[[ Records for this task open ]]

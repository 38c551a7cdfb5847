//! Properties that hold across parsers.

#![allow(clippy::panic_in_result_fn)]

use std::sync::Arc;

use anyhow::Result;
use argot_core::env::EmptyEnvironment;
use argot_core::{
    ArgParser, ArgParserExt, Command, FlagRegistry, MultiOption, OptionArg, ParseContext,
    Positional, RestPositionals, decoders, parse_args_with_environment,
};
use argot_parser::{parse_tokens, tokenize};
use pretty_assertions::assert_eq;

argot_core::command_args! {
    #[derive(Debug, PartialEq)]
    mod copy {
        source: String,
        target: String,
        rest: Vec<String>,
    }
}

fn copy_command() -> Command<copy::Parsers> {
    Command::builder()
        .name("copy")
        .args(copy::Parsers {
            source: Positional::new("source", decoders::string()).boxed(),
            target: Positional::new("target", decoders::string()).boxed(),
            rest: RestPositionals::new("rest", decoders::string()).boxed(),
        })
        .build()
}

#[tokio::test]
async fn positionals_are_claimed_in_declaration_order() -> Result<()> {
    let command = copy_command();
    let mut registry = FlagRegistry::new();
    command.register(&mut registry)?;

    let nodes = parse_tokens(&tokenize(["a", "-x", "b", "c", "d"]), &registry);
    let mut context = ParseContext::new(nodes);

    let args = command.parse(&mut context).await;
    assert_eq!(
        args,
        Ok(copy::Args {
            source: "a".to_owned(),
            target: "c".to_owned(),
            rest: vec!["d".to_owned()],
        })
    );

    // The unknown `-x` ends its cluster, so it took `b` as its value and is the only
    // node left.
    let leftover: Vec<_> = context
        .unvisited()
        .map(|(_, node)| node.raw().to_owned())
        .collect();
    assert_eq!(leftover, ["-x"]);
    assert_eq!(context.visited_count(), context.nodes().len() - 1);
    Ok(())
}

#[tokio::test]
async fn nodes_are_claimed_by_one_parser_only() -> Result<()> {
    argot_core::command_args! {
        #[derive(Debug, PartialEq)]
        mod twice {
            single: u32,
            all: Vec<u32>,
        }
    }

    // Both fields name the same option; the first field claims every occurrence.
    let command = Command::builder()
        .name("twice")
        .args(twice::Parsers {
            single: OptionArg::new("number", decoders::number::<u32>())
                .default_value(0)
                .boxed(),
            all: MultiOption::new("number", decoders::each(decoders::number::<u32>())).boxed(),
        })
        .build();

    let result = parse_args_with_environment(
        &command,
        ["--number", "1"],
        Arc::new(EmptyEnvironment),
    )
    .await?;

    assert_eq!(result, Ok(twice::Args { single: 1, all: vec![] }));
    Ok(())
}

#[tokio::test]
async fn parsing_is_deterministic() -> Result<()> {
    let command = copy_command();
    let line = ["x", "--unknown", "value", "y", "-abc", "--", "-z", "w"];

    let first = parse_args_with_environment(&command, line, Arc::new(EmptyEnvironment)).await?;
    let second = parse_args_with_environment(&command, line, Arc::new(EmptyEnvironment)).await?;

    assert_eq!(first, second);
    assert_eq!(
        first,
        Ok(copy::Args {
            source: "x".to_owned(),
            target: "y".to_owned(),
            rest: vec!["-z".to_owned(), "w".to_owned()],
        })
    );
    Ok(())
}
//! Dispatch on the first positional argument.

use argot_parser::{FlagRegistry, RegistrationError};
use indexmap::IndexMap;
use itertools::Itertools;

use crate::argparser::{ArgParser, BoxedArgParser};
use crate::context::ParseContext;
use crate::help::{self, HelpCategory, HelpTopic};
use crate::results::{ParseFailure, ParsingError, ParsingResult};

/// A successfully parsed subcommand.
#[derive(Clone, Debug, PartialEq, Eq)]
pub struct Subcommand<T> {
    /// Name of the selected subcommand.
    pub command: String,
    /// Parsed arguments of the selected subcommand.
    pub args: T,
}

/// What could be parsed of a subcommand before failing.
#[derive(Clone, Debug, PartialEq, Eq)]
pub struct SubcommandPartial<P> {
    /// Name of the selected subcommand; `None` when no valid name was given.
    pub command: Option<String>,
    /// Partial arguments of the selected subcommand.
    pub args: Option<P>,
}

impl<P> Default for SubcommandPartial<P> {
    fn default() -> Self {
        Self {
            command: None,
            args: None,
        }
    }
}

/// A set of named subcommands, selected by the first positional argument not yet claimed.
///
/// All subcommands must produce the same output and partial types; commands with
/// different argument records are brought under a common enum with
/// [`crate::ArgParserExt::map`] and [`crate::ArgParserExt::map_partial`].
///
/// The names of every subcommand are declared during registration, whichever is
/// eventually selected; a name declared as a flag in one subcommand and as an option in
/// another is a registration error.
pub struct Subcommands<T, P = ()> {
    name: String,
    description: Option<String>,
    commands: IndexMap<String, BoxedArgParser<T, P>>,
}

impl<T: Send + 'static, P: Send + 'static> Subcommands<T, P> {
    /// Returns a new, empty set of subcommands.
    ///
    /// # Arguments
    ///
    /// * `name` - Name of the set, used in help.
    pub fn new(name: impl Into<String>) -> Self {
        Self {
            name: name.into(),
            description: None,
            commands: IndexMap::new(),
        }
    }

    /// Adds a subcommand. Subcommands are listed in the order they're added; adding a
    /// name twice replaces the earlier parser.
    ///
    /// # Arguments
    ///
    /// * `name` - Name selecting the subcommand on the command line.
    /// * `parser` - Parser for the subcommand's arguments.
    #[must_use]
    pub fn command(
        mut self,
        name: impl Into<String>,
        parser: impl ArgParser<Output = T, Partial = P> + 'static,
    ) -> Self {
        self.commands.insert(name.into(), Box::new(parser));
        self
    }

    /// Sets the description shown in help.
    #[must_use]
    pub fn description(mut self, description: impl Into<String>) -> Self {
        self.description = Some(description.into());
        self
    }

    /// Returns the name of the set.
    pub fn name(&self) -> &str {
        &self.name
    }

    /// Iterates over the names of the subcommands, in the order they were added.
    pub fn command_names(&self) -> impl Iterator<Item = &str> {
        self.commands.keys().map(String::as_str)
    }
}

#[async_trait::async_trait]
impl<T: Send + 'static, P: Send + 'static> ArgParser for Subcommands<T, P> {
    type Output = Subcommand<T>;
    type Partial = SubcommandPartial<P>;

    fn register(&self, registry: &mut FlagRegistry) -> Result<(), RegistrationError> {
        for parser in self.commands.values() {
            parser.register(registry)?;
        }
        Ok(())
    }

    async fn parse(
        &self,
        context: &mut ParseContext,
    ) -> ParsingResult<Subcommand<T>, SubcommandPartial<P>> {
        let selector = context.claim_next_positional();

        let Some((name, parser)) = selector
            .as_ref()
            .and_then(|node| self.commands.get_key_value(node.raw()))
        else {
            let message = std::format!(
                "Not a valid subcommand name. Must be one of: {}",
                self.commands.keys().join(", ")
            );
            let error = ParsingError::new(selector.into_iter().collect(), message);
            return Err(ParseFailure::new(vec![error], SubcommandPartial::default()));
        };

        tracing::debug!(target: "commands", "selected subcommand '{name}' of '{}'", self.name);

        match parser.parse(context).await {
            Ok(args) => Ok(Subcommand {
                command: name.clone(),
                args,
            }),
            Err(failure) => Err(failure.map_partial(|partial| SubcommandPartial {
                command: Some(name.clone()),
                args: Some(partial),
            })),
        }
    }

    fn help_topics(&self) -> Vec<HelpTopic> {
        self.commands
            .iter()
            .map(|(name, parser)| HelpTopic {
                category: HelpCategory::Subcommands,
                usage: name.clone(),
                description: help::describe(parser.description(), None),
                defaults: vec![],
            })
            .collect()
    }

    fn description(&self) -> Option<&str> {
        self.description.as_deref()
    }
}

[[ Records for this task closed ]]

◆ **Work to complete**
Output every record above exactly as it appears.

◆ **Response to this task**
repository 38c551a7cdfb5847
//! Properties that hold across parsers.

#![allow(clippy::panic_in_result_fn)]

use std::sync::Arc;

use anyhow::Result;
use argot_core::env::EmptyEnvironment;
use argot_core::{
    ArgParser, ArgParserExt, Command, FlagRegistry, MultiOption, OptionArg, ParseContext,
    Positional, RestPositionals, decoders, parse_args_with_environment,
};
use argot_parser::{parse_tokens, tokenize};
use pretty_assertions::assert_eq;

argot_core::command_args! {
    #[derive(Debug, PartialEq)]
    mod copy {
        source: String,
        target: String,
        rest: Vec<String>,
    }
}

fn copy_command() -> Command<copy::Parsers> {
    Command::builder()
        .name("copy")
        .args(copy::Parsers {
            source: Positional::new("source", decoders::string()).boxed(),
            target: Positional::new("target", decoders::string()).boxed(),
            rest: RestPositionals::new("rest", decoders::string()).boxed(),
        })
        .build()
}

#[tokio::test]
async fn positionals_are_claimed_in_declaration_order() -> Result<()> {
    let command = copy_command();
    let mut registry = FlagRegistry::new();
    command.register(&mut registry)?;

    let nodes = parse_tokens(&tokenize(["a", "-x", "b", "c", "d"]), &registry);
    let mut context = ParseContext::new(nodes);

    let args = command.parse(&mut context).await;
    assert_eq!(
        args,
        Ok(copy::Args {
            source: "a".to_owned(),
            target: "c".to_owned(),
            rest: vec!["d".to_owned()],
        })
    );

    // The unknown `-x` ends its cluster, so it took `b` as its value and is the only
    // node left.
    let leftover: Vec<_> = context
        .unvisited()
        .map(|(_, node)| node.raw().to_owned())
        .collect();
    assert_eq!(leftover, ["-x"]);
    assert_eq!(context.visited_count(), context.nodes().len() - 1);
    Ok(())
}

#[tokio::test]
async fn nodes_are_claimed_by_one_parser_only() -> Result<()> {
    argot_core::command_args! {
        #[derive(Debug, PartialEq)]
        mod twice {
            single: u32,
            all: Vec<u32>,
        }
    }

    // Both fields name the same option; the first field claims every occurrence.
    let command = Command::builder()
        .name("twice")
        .args(twice::Parsers {
            single: OptionArg::new("number", decoders::number::<u32>())
                .default_value(0)
                .boxed(),
            all: MultiOption::new("number", decoders::each(decoders::number::<u32>())).boxed(),
        })
        .build();

    let result = parse_args_with_environment(
        &command,
        ["--number", "1"],
        Arc::new(EmptyEnvironment),
    )
    .await?;

    assert_eq!(result, Ok(twice::Args { single: 1, all: vec![] }));
    Ok(())
}

#[tokio::test]
async fn parsing_is_deterministic() -> Result<()> {
    let command = copy_command();
    let line = ["x", "--unknown", "value", "y", "-abc", "--", "-z", "w"];

    let first = parse_args_with_environment(&command, line, Arc::new(EmptyEnvironment)).await?;
    let second = parse_args_with_environment(&command, line, Arc::new(EmptyEnvironment)).await?;

    assert_eq!(first, second);
    assert_eq!(
        first,
        Ok(copy::Args {
            source: "x".to_owned(),
            target: "y".to_owned(),
            rest: vec!["-z".to_owned(), "w".to_owned()],
        })
    );
    Ok(())
}
//! Dispatch on the first positional argument.

use argot_parser::{FlagRegistry, RegistrationError};
use indexmap::IndexMap;
use itertools::Itertools;

use crate::argparser::{ArgParser, BoxedArgParser};
use crate::context::ParseContext;
use crate::help::{self, HelpCategory, HelpTopic};
use crate::results::{ParseFailure, ParsingError, ParsingResult};

/// A successfully parsed subcommand.
#[derive(Clone, Debug, PartialEq, Eq)]
pub struct Subcommand<T> {
    /// Name of the selected subcommand.
    pub command: String,
    /// Parsed arguments of the selected subcommand.
    pub args: T,
}

/// What could be parsed of a subcommand before failing.
#[derive(Clone, Debug, PartialEq, Eq)]
pub struct SubcommandPartial<P> {
    /// Name of the selected subcommand; `None` when no valid name was given.
    pub command: Option<String>,
    /// Partial arguments of the selected subcommand.
    pub args: Option<P>,
}

impl<P> Default for SubcommandPartial<P> {
    fn default() -> Self {
        Self {
            command: None,
            args: None,
        }
    }
}

/// A set of named subcommands, selected by the first positional argument not yet claimed.
///
/// All subcommands must produce the same output and partial types; commands with
/// different argument records are brought under a common enum with
/// [`crate::ArgParserExt::map`] and [`crate::ArgParserExt::map_partial`].
///
/// The names of every subcommand are declared during registration, whichever is
/// eventually selected; a name declared as a flag in one subcommand and as an option in
/// another is a registration error.
pub struct Subcommands<T, P = ()> {
    name: String,
    description: Option<String>,
    commands: IndexMap<String, BoxedArgParser<T, P>>,
}

impl<T: Send + 'static, P: Send + 'static> Subcommands<T, P> {
    /// Returns a new, empty set of subcommands.
    ///
    /// # Arguments
    ///
    /// * `name` - Name of the set, used in help.
    pub fn new(name: impl Into<String>) -> Self {
        Self {
            name: name.into(),
            description: None,
            commands: IndexMap::new(),
        }
    }

    /// Adds a subcommand. Subcommands are listed in the order they're added; adding a
    /// name twice replaces the earlier parser.
    ///
    /// # Arguments
    ///
    /// * `name` - Name selecting the subcommand on the command line.
    /// * `parser` - Parser for the subcommand's arguments.
    #[must_use]
    pub fn command(
        mut self,
        name: impl Into<String>,
        parser: impl ArgParser<Output = T, Partial = P> + 'static,
    ) -> Self {
        self.commands.insert(name.into(), Box::new(parser));
        self
    }

    /// Sets the description shown in help.
    #[must_use]
    pub fn description(mut self, description: impl Into<String>) -> Self {
        self.description = Some(description.into());
        self
    }

    /// Returns the name of the set.
    pub fn name(&self) -> &str {
        &self.name
    }

    /// Iterates over the names of the subcommands, in the order they were added.
    pub fn command_names(&self) -> impl Iterator<Item = &str> {
        self.commands.keys().map(String::as_str)
    }
}

#[async_trait::async_trait]
impl<T: Send + 'static, P: Send + 'static> ArgParser for Subcommands<T, P> {
    type Output = Subcommand<T>;
    type Partial = SubcommandPartial<P>;

    fn register(&self, registry: &mut FlagRegistry) -> Result<(), RegistrationError> {
        for parser in self.commands.values() {
            parser.register(registry)?;
        }
        Ok(())
    }

    async fn parse(
        &self,
        context: &mut ParseContext,
    ) -> ParsingResult<Subcommand<T>, SubcommandPartial<P>> {
        let selector = context.claim_next_positional();

        let Some((name, parser)) = selector
            .as_ref()
            .and_then(|node| self.commands.get_key_value(node.raw()))
        else {
            let message = std::format!(
                "Not a valid subcommand name. Must be one of: {}",
                self.commands.keys().join(", ")
            );
            let error = ParsingError::new(selector.into_iter().collect(), message);
            return Err(ParseFailure::new(vec![error], SubcommandPartial::default()));
        };

        tracing::debug!(target: "commands", "selected subcommand '{name}' of '{}'", self.name);

        match parser.parse(context).await {
            Ok(args) => Ok(Subcommand {
                command: name.clone(),
                args,
            }),
            Err(failure) => Err(failure.map_partial(|partial| SubcommandPartial {
                command: Some(name.clone()),
                args: Some(partial),
            })),
        }
    }

    fn help_topics(&self) -> Vec<HelpTopic> {
        self.commands
            .iter()
            .map(|(name, parser)| HelpTopic {
                category: HelpCategory::Subcommands,
                usage: name.clone(),
                description: help::describe(parser.description(), None),
                defaults: vec![],
            })
            .collect()
    }

    fn description(&self) -> Option<&str> {
        self.description.as_deref()
    }
}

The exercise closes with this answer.